> **Instructions to follow**
In the entries below, which lines run from the one containing "use std::collections::HashSet;" to the one containing "if let Some(default)"? Copy exactly those lines, ends included, and no others.

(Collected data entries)
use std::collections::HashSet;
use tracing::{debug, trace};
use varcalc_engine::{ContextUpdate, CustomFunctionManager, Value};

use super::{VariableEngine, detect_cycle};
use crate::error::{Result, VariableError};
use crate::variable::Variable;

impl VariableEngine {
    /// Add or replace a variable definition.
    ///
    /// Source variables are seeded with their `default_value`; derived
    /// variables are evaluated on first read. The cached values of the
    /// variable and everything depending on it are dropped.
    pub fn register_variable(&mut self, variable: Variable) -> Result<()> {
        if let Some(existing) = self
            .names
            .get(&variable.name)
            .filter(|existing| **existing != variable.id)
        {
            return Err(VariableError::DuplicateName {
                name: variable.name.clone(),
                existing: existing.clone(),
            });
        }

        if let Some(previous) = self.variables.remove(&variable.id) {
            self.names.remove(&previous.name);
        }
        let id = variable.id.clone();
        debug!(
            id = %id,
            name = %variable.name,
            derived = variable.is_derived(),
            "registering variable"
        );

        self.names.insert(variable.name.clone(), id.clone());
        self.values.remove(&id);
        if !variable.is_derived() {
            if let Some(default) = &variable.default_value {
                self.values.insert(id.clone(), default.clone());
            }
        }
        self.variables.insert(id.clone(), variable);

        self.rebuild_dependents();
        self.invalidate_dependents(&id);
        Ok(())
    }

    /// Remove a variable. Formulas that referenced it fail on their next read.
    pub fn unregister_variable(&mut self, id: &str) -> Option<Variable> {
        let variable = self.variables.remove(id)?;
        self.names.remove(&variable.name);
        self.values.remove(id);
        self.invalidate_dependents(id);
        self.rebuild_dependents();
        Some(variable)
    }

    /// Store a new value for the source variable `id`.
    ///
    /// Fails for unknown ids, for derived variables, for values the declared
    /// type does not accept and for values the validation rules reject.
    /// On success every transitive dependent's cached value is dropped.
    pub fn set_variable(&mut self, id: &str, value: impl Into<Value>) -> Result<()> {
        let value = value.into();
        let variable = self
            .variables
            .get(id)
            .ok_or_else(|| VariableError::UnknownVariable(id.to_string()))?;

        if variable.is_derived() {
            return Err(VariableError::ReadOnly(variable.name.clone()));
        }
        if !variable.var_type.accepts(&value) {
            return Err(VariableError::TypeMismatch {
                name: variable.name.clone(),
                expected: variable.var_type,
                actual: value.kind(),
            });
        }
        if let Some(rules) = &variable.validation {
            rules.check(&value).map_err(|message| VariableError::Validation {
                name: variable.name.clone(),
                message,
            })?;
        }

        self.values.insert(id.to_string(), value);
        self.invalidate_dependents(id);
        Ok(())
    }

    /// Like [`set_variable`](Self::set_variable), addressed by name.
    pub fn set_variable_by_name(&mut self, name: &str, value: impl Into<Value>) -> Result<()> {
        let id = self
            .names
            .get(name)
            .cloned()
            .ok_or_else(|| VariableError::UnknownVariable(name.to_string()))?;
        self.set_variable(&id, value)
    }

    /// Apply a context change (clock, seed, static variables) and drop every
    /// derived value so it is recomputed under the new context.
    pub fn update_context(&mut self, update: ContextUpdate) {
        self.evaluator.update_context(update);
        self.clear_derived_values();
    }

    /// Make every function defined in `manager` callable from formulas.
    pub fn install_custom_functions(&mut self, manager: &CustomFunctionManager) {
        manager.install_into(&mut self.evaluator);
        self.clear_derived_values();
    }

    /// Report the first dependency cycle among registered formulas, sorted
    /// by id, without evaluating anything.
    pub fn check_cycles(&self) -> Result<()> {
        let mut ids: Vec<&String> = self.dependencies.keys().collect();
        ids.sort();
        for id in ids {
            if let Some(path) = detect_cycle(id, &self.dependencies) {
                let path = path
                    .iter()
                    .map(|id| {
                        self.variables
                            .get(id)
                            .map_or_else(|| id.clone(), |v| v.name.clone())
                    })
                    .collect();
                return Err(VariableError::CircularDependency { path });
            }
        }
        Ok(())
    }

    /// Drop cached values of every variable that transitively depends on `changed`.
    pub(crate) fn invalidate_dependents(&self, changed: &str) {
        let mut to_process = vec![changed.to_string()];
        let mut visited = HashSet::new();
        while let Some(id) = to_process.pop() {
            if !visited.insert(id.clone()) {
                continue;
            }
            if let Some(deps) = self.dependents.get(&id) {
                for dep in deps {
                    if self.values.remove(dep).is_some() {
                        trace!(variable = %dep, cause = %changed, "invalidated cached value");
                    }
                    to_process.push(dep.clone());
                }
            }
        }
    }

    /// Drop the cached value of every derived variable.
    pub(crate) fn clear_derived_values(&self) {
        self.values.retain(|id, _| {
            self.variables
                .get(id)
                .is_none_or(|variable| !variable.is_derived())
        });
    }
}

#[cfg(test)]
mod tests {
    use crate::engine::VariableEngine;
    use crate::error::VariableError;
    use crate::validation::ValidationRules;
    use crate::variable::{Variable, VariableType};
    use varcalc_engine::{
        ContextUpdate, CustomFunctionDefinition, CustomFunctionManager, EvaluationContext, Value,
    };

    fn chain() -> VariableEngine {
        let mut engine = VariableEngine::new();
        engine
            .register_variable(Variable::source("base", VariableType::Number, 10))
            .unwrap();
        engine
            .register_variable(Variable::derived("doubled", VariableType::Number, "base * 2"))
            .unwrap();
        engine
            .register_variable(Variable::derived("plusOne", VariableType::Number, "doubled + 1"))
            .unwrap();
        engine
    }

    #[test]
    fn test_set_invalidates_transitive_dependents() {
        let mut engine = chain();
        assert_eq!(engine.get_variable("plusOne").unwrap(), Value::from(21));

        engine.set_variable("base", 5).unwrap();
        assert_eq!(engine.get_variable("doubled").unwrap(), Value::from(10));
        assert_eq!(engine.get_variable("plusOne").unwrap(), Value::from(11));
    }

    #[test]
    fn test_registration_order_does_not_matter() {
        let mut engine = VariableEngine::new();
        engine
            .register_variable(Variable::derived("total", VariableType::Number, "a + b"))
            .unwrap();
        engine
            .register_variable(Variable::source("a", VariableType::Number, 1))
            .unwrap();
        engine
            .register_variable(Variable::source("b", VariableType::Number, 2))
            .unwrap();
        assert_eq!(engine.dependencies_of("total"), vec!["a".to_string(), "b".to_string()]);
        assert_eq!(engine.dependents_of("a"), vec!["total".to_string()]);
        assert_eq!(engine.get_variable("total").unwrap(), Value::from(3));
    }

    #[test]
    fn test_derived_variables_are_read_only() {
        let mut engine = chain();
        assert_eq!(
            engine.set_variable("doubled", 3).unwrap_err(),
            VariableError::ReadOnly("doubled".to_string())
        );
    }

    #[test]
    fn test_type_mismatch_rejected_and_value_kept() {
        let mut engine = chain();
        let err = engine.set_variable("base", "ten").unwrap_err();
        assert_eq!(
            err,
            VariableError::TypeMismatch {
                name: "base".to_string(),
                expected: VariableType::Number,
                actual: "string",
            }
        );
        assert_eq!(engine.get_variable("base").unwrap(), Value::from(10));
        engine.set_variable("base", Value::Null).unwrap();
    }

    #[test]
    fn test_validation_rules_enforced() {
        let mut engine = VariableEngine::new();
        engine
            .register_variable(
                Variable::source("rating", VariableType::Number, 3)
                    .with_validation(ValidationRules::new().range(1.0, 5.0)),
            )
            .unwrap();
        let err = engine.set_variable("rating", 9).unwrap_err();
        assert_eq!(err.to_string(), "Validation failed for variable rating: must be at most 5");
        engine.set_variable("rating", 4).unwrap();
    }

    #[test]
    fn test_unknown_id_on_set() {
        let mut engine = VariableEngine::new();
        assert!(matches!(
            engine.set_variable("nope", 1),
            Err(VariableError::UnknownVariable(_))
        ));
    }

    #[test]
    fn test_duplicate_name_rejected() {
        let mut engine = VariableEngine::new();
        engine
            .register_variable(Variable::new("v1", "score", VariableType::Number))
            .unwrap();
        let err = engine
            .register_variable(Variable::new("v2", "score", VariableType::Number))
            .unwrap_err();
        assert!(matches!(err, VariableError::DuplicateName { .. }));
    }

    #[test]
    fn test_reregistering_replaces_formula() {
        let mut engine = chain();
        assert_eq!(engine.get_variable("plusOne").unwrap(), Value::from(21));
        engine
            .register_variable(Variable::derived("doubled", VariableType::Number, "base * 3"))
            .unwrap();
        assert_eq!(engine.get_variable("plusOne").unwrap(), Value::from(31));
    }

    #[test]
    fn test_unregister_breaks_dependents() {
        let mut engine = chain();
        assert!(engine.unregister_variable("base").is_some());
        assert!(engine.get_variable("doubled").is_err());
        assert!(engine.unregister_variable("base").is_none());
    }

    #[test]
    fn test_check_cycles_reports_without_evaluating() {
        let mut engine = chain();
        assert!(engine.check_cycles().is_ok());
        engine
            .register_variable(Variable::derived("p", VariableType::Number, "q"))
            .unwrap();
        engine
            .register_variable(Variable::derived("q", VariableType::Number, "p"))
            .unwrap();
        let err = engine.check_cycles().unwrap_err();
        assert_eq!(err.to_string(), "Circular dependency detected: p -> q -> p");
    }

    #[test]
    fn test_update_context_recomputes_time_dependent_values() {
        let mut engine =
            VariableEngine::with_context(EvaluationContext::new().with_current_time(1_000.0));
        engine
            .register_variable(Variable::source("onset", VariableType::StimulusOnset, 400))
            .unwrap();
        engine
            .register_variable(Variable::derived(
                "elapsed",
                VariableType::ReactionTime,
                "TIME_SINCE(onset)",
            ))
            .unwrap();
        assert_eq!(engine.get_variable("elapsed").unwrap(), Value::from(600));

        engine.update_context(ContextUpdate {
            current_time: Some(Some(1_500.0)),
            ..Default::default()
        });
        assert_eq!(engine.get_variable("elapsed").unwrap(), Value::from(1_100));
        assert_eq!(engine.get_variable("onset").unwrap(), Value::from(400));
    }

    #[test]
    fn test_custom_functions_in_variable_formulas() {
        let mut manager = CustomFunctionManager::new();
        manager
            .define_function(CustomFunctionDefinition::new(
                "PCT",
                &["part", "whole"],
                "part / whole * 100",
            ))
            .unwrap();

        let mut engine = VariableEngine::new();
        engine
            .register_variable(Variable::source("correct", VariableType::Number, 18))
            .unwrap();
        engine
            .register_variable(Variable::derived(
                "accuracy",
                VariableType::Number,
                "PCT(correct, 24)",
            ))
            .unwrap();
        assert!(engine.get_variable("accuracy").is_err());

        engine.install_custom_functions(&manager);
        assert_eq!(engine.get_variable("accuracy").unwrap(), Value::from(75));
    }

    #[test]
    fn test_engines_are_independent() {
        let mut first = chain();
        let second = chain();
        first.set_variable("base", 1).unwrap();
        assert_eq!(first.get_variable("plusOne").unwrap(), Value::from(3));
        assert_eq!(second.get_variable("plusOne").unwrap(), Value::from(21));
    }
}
==
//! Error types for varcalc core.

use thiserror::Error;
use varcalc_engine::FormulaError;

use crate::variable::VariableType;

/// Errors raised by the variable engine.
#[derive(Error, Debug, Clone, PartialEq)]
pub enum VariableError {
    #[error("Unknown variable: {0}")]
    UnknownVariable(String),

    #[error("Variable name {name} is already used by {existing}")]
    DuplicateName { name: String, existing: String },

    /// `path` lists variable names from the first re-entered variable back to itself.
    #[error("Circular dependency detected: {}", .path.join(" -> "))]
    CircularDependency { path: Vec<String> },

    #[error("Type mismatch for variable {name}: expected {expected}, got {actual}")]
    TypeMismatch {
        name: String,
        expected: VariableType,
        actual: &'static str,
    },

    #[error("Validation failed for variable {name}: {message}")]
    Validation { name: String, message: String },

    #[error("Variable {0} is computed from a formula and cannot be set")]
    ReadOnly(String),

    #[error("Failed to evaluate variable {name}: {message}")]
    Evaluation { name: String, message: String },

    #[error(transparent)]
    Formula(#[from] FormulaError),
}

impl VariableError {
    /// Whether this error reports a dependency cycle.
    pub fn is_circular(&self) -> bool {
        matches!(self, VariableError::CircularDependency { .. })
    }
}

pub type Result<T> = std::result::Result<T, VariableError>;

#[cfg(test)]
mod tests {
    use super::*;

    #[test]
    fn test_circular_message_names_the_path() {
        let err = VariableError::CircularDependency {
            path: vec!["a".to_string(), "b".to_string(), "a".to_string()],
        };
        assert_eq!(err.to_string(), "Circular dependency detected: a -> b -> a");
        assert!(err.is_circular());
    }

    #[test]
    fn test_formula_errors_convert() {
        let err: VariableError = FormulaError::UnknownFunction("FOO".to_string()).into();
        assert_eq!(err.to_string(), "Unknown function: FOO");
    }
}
--
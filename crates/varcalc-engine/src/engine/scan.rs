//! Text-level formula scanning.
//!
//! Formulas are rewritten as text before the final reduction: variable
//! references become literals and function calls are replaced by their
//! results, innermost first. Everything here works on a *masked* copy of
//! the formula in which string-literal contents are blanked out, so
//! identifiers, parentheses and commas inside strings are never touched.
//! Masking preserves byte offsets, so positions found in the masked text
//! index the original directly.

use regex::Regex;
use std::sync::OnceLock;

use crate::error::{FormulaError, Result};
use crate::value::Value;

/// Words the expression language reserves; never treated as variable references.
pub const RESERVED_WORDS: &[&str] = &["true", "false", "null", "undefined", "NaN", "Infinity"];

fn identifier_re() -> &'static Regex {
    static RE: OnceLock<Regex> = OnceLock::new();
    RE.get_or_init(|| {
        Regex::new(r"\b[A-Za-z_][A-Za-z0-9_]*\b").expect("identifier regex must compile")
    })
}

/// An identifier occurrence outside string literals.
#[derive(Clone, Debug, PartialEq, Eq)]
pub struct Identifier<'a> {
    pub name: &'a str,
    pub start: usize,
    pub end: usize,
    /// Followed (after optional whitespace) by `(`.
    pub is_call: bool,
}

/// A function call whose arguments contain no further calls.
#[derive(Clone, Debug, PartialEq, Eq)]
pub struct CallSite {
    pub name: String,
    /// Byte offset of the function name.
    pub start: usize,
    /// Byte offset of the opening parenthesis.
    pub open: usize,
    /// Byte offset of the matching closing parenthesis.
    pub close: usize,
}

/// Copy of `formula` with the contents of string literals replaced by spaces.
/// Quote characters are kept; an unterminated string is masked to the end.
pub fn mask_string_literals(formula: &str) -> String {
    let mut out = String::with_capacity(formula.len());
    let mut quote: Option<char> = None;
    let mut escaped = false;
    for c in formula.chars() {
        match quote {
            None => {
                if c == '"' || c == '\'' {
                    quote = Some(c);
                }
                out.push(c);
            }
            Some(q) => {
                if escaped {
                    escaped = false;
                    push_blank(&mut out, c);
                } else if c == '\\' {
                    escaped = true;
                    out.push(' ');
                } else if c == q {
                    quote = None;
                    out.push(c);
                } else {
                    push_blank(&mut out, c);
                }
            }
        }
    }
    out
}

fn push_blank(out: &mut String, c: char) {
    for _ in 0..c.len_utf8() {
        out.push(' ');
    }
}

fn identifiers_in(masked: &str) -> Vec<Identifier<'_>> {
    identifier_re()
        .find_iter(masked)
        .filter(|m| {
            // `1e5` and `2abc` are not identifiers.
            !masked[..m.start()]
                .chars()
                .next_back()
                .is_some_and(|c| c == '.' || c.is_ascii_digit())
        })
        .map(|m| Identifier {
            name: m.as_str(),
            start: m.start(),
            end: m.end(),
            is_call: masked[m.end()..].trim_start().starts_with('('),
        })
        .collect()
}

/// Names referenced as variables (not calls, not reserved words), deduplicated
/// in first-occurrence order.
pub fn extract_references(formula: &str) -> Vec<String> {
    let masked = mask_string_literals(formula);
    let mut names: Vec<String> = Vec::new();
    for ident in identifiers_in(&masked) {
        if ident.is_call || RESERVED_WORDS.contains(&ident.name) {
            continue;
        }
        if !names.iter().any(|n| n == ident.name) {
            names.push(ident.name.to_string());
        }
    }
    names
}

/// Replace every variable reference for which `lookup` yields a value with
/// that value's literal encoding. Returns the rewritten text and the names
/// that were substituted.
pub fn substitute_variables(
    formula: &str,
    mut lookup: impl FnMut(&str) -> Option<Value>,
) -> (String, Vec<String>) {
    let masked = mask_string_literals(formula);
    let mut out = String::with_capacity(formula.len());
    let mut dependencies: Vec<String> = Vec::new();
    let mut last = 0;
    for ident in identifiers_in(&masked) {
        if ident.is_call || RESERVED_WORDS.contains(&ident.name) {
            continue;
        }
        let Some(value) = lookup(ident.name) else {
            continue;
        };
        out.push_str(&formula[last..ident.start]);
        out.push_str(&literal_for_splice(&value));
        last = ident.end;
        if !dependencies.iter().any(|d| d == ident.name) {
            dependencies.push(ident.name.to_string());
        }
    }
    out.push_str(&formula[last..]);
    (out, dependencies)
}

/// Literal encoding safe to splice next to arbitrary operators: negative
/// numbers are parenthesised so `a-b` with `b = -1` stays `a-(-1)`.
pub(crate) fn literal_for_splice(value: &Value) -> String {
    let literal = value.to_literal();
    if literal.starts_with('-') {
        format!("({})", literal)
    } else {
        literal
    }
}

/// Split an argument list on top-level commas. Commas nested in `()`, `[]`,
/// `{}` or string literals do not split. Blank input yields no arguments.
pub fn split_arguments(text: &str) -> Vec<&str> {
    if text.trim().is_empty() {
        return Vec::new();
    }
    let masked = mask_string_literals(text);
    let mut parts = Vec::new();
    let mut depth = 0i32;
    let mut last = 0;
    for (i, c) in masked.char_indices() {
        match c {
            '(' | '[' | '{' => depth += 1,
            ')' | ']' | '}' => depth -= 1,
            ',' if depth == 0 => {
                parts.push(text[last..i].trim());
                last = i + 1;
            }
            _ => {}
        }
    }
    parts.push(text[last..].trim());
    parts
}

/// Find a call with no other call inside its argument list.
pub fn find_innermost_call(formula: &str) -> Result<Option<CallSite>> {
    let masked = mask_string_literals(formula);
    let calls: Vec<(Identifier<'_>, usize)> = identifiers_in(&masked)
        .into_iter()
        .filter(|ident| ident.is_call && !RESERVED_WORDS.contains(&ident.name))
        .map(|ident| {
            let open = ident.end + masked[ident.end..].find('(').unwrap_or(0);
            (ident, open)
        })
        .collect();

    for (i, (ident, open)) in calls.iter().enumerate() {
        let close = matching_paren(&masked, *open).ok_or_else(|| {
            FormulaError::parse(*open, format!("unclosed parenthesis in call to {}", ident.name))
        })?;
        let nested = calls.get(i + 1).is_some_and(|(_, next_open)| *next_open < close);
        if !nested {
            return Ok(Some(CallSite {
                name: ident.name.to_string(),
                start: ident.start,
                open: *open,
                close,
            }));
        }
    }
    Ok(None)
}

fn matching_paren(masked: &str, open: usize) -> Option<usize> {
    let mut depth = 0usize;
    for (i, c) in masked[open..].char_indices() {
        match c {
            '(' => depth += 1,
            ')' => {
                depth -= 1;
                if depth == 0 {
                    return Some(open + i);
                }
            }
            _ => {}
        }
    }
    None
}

> **Task response**
use std::collections::HashSet;
use tracing::{debug, trace};
use varcalc_engine::{ContextUpdate, CustomFunctionManager, Value};

use super::{VariableEngine, detect_cycle};
use crate::error::{Result, VariableError};
use crate::variable::Variable;

impl VariableEngine {
    /// Add or replace a variable definition.
    ///
    /// Source variables are seeded with their `default_value`; derived
    /// variables are evaluated on first read. The cached values of the
    /// variable and everything depending on it are dropped.
    pub fn register_variable(&mut self, variable: Variable) -> Result<()> {
        if let Some(existing) = self
            .names
            .get(&variable.name)
            .filter(|existing| **existing != variable.id)
        {
            return Err(VariableError::DuplicateName {
                name: variable.name.clone(),
                existing: existing.clone(),
            });
        }

        if let Some(previous) = self.variables.remove(&variable.id) {
            self.names.remove(&previous.name);
        }
        let id = variable.id.clone();
        debug!(
            id = %id,
            name = %variable.name,
            derived = variable.is_derived(),
            "registering variable"
        );

        self.names.insert(variable.name.clone(), id.clone());
        self.values.remove(&id);
        if !variable.is_derived() {
            if let Some(default) = &variable.default_value {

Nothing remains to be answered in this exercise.